WORK REQUEST ▸
Across the entries below, tally every line that holds the word "contains". Give only the tally.

DATA RECORDS ▸

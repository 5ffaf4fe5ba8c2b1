// SPDX-License-Identifier: MPL-2.0
//! Breed information panel.
//!
//! Lists one entry per carousel item. The entry of the focused item is
//! highlighted with the brand color.

use crate::gallery::InfoEntry;
use crate::i18n::fluent::I18n;
use crate::ui::design_tokens::{sizing, spacing, typography};
use crate::ui::theming::ColorScheme;
use iced::widget::{container, scrollable, text, Column};
use iced::{Element, Length};

/// Context required to render the panel.
pub struct ViewContext<'a> {
    pub i18n: &'a I18n,
    pub entries: &'a [InfoEntry],
    /// Index of the focused carousel item.
    pub active: usize,
    pub colors: ColorScheme,
}

pub fn view<'a, Message: 'a>(ctx: ViewContext<'a>) -> Element<'a, Message> {
    let title = text(ctx.i18n.tr("info-panel-title"))
        .size(typography::TITLE_SM)
        .color(ctx.colors.text_primary);

    let body: Element<'a, Message> = if ctx.entries.is_empty() {
        text(ctx.i18n.tr("info-panel-empty"))
            .size(typography::BODY)
            .color(ctx.colors.text_secondary)
            .into()
    } else {
        let column = ctx
            .entries
            .iter()
            .enumerate()
            .fold(Column::new().spacing(spacing::MD), |column, (index, entry)| {
                column.push(entry_view(entry, index == ctx.active, ctx.i18n, &ctx.colors))
            });
        scrollable(column).height(Length::Fill).into()
    };

    container(
        Column::new()
            .spacing(spacing::SM)
            .push(title)
            .push(body),
    )
    .padding(spacing::MD)
    .width(Length::Fixed(sizing::SIDEBAR_WIDTH))
    .height(Length::Fill)
    .into()
}

fn entry_view<'a, Message: 'a>(
    entry: &InfoEntry,
    active: bool,
    i18n: &I18n,
    colors: &ColorScheme,
) -> Element<'a, Message> {
    let lines = entry_lines(entry, i18n);
    let name_color = if active {
        colors.brand_primary
    } else {
        colors.text_primary
    };

    let mut column = Column::new()
        .spacing(spacing::XXS)
        .push(text(lines.name).size(typography::BODY).color(name_color))
        .push(
            text(lines.description)
                .size(typography::CAPTION)
                .color(colors.text_secondary),
        );
    for detail in lines.details {
        column = column.push(
            text(detail)
                .size(typography::CAPTION)
                .color(colors.text_secondary),
        );
    }
    column.into()
}

/// Display strings of one entry.
#[derive(Debug, PartialEq)]
struct EntryLines {
    name: String,
    description: String,
    details: Vec<String>,
}

fn entry_lines(entry: &InfoEntry, i18n: &I18n) -> EntryLines {
    let name = if entry.name.is_empty() {
        i18n.tr("info-unknown-breed")
    } else {
        entry.name.clone()
    };
    let description = if entry.description.is_empty() {
        i18n.tr("info-no-description")
    } else {
        entry.description.clone()
    };

    let mut details = Vec::new();
    if let Some(temperament) = &entry.temperament {
        details.push(i18n.tr_with_args("info-temperament", &[("value", temperament.as_str())]));
    }
    if let Some(origin) = &entry.origin {
        details.push(i18n.tr_with_args("info-origin", &[("value", origin.as_str())]));
    }

    EntryLines {
        name,
        description,
        details,
    }
}

#[cfg(test)]
mod tests {
    use super::*;
    use crate::config::Config;

    fn english() -> I18n {
        I18n::new(Some("en-US".to_string()), &Config::default())
    }

    #[test]
    fn placeholder_entry_uses_fallback_text() {
        let i18n = english();
        let entry = InfoEntry {
            is_placeholder: true,
            ..InfoEntry::default()
        };

        let lines = entry_lines(&entry, &i18n);
        assert_eq!(lines.name, i18n.tr("info-unknown-breed"));
        assert_eq!(lines.description, i18n.tr("info-no-description"));
        assert!(lines.details.is_empty());
    }

    #[test]
    fn optional_fields_become_detail_lines() {
        let i18n = english();
        let entry = InfoEntry {
            name: "Bengal".to_string(),
            description: "Spotted".to_string(),
            temperament: Some("Alert".to_string()),
            origin: Some("United States".to_string()),
            is_placeholder: false,
        };

        let lines = entry_lines(&entry, &i18n);
        assert_eq!(lines.name, "Bengal");
        assert_eq!(lines.details.len(), 2);
        assert!(lines.details[0].contains("Alert"));
        assert!(lines.details[1].contains("United States"));
    }
}
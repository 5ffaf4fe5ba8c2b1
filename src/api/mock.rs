// SPDX-License-Identifier: MPL-2.0
//! In-memory [`CatApi`] used by unit tests.

use super::{
    ApiError, ApiResult, Breed, BreedId, CatApi, CatImage, DownloadProgress, Favourite,
    FavouriteId, FavouriteImage, ImageId, ProgressFn,
};
use async_trait::async_trait;
use std::collections::HashMap;
use std::sync::Mutex;

/// A call recorded by [`MockCatApi`].
#[derive(Debug, Clone, PartialEq)]
pub enum Call {
    ListBreeds,
    SearchImages { breed: BreedId, limit: u32 },
    ListFavourites,
    AddFavourite(ImageId),
    RemoveFavourite(FavouriteId),
    FetchImage(String),
}

#[derive(Default)]
struct Inner {
    breeds: Vec<Breed>,
    images: HashMap<BreedId, Vec<CatImage>>,
    favourites: Vec<Favourite>,
    next_favourite_id: u64,
    calls: Vec<Call>,
    failing: bool,
}

/// Records every call and answers from canned data.
#[derive(Default)]
pub struct MockCatApi {
    inner: Mutex<Inner>,
}

impl MockCatApi {
    pub fn new() -> Self {
        Self::default()
    }

    pub fn with_breeds(self, breeds: Vec<Breed>) -> Self {
        self.inner.lock().unwrap().breeds = breeds;
        self
    }

    pub fn with_images(self, breed: &str, images: Vec<CatImage>) -> Self {
        self.inner
            .lock()
            .unwrap()
            .images
            .insert(BreedId::new(breed), images);
        self
    }

    pub fn with_favourites(self, favourites: Vec<Favourite>) -> Self {
        self.inner.lock().unwrap().favourites = favourites;
        self
    }

    /// Makes every subsequent call fail with a network error.
    pub fn failing(self) -> Self {
        self.inner.lock().unwrap().failing = true;
        self
    }

    pub fn calls(&self) -> Vec<Call> {
        self.inner.lock().unwrap().calls.clone()
    }

    pub fn favourites(&self) -> Vec<Favourite> {
        self.inner.lock().unwrap().favourites.clone()
    }

    fn record(&self, call: Call) -> ApiResult<()> {
        let mut inner = self.inner.lock().unwrap();
        inner.calls.push(call);
        if inner.failing {
            Err(ApiError::Network("connection refused".into()))
        } else {
            Ok(())
        }
    }
}

pub fn breed(id: &str, name: &str) -> Breed {
    Breed {
        id: BreedId::new(id),
        name: name.to_string(),
        description: Some(format!("{name} description")),
        temperament: None,
        origin: None,
    }
}

pub fn image(id: &str, breed_name: Option<&str>) -> CatImage {
    CatImage {
        id: ImageId::new(id),
        url: format!("https://cdn.example.com/{id}.jpg"),
        breeds: breed_name.map(|name| {
            vec![super::BreedInfo {
                id: None,
                name: Some(name.to_string()),
                description: Some(format!("{name} description")),
                temperament: None,
                origin: None,
            }]
        }),
    }
}

pub fn favourite(id: &str, image_id: &str) -> Favourite {
    Favourite {
        id: FavouriteId::new(id),
        image_id: ImageId::new(image_id),
        image: FavouriteImage {
            id: Some(ImageId::new(image_id)),
            url: Some(format!("https://cdn.example.com/{image_id}.jpg")),
        },
    }
}

#[async_trait]
impl CatApi for MockCatApi {
    async fn list_breeds(&self) -> ApiResult<Vec<Breed>> {
        self.record(Call::ListBreeds)?;
        Ok(self.inner.lock().unwrap().breeds.clone())
    }

    async fn search_images(
        &self,
        breed: &BreedId,
        limit: u32,
        progress: ProgressFn<'_>,
    ) -> ApiResult<Vec<CatImage>> {
        self.record(Call::SearchImages {
            breed: breed.clone(),
            limit,
        })?;
        let images: Vec<CatImage> = self
            .inner
            .lock()
            .unwrap()
            .images
            .get(breed)
            .cloned()
            .unwrap_or_default()
            .into_iter()
            .take(limit as usize)
            .collect();
        progress(DownloadProgress {
            loaded: 50,
            total: Some(100),
        });
        progress(DownloadProgress {
            loaded: 100,
            total: Some(100),
        });
        Ok(images)
    }

    async fn list_favourites(&self) -> ApiResult<Vec<Favourite>> {
        self.record(Call::ListFavourites)?;
        Ok(self.inner.lock().unwrap().favourites.clone())
    }

    async fn add_favourite(&self, image: &ImageId) -> ApiResult<FavouriteId> {
        self.record(Call::AddFavourite(image.clone()))?;
        let mut inner = self.inner.lock().unwrap();
        inner.next_favourite_id += 1;
        let id = FavouriteId::new(format!("new-{}", inner.next_favourite_id));
        inner.favourites.push(Favourite {
            id: id.clone(),
            image_id: image.clone(),
            image: FavouriteImage::default(),
        });
        Ok(id)
    }

    async fn remove_favourite(&self, favourite: &FavouriteId) -> ApiResult<()> {
        self.record(Call::RemoveFavourite(favourite.clone()))?;
        let mut inner = self.inner.lock().unwrap();
        let before = inner.favourites.len();
        inner.favourites.retain(|f| &f.id != favourite);
        if inner.favourites.len() == before {
            return Err(ApiError::Status(404));
        }
        Ok(())
    }

    async fn fetch_image_bytes(&self, url: &str) -> ApiResult<Vec<u8>> {
        self.record(Call::FetchImage(url.to_string()))?;
        Ok(url.as_bytes().to_vec())
    }
}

ANSWER BOX ▸
2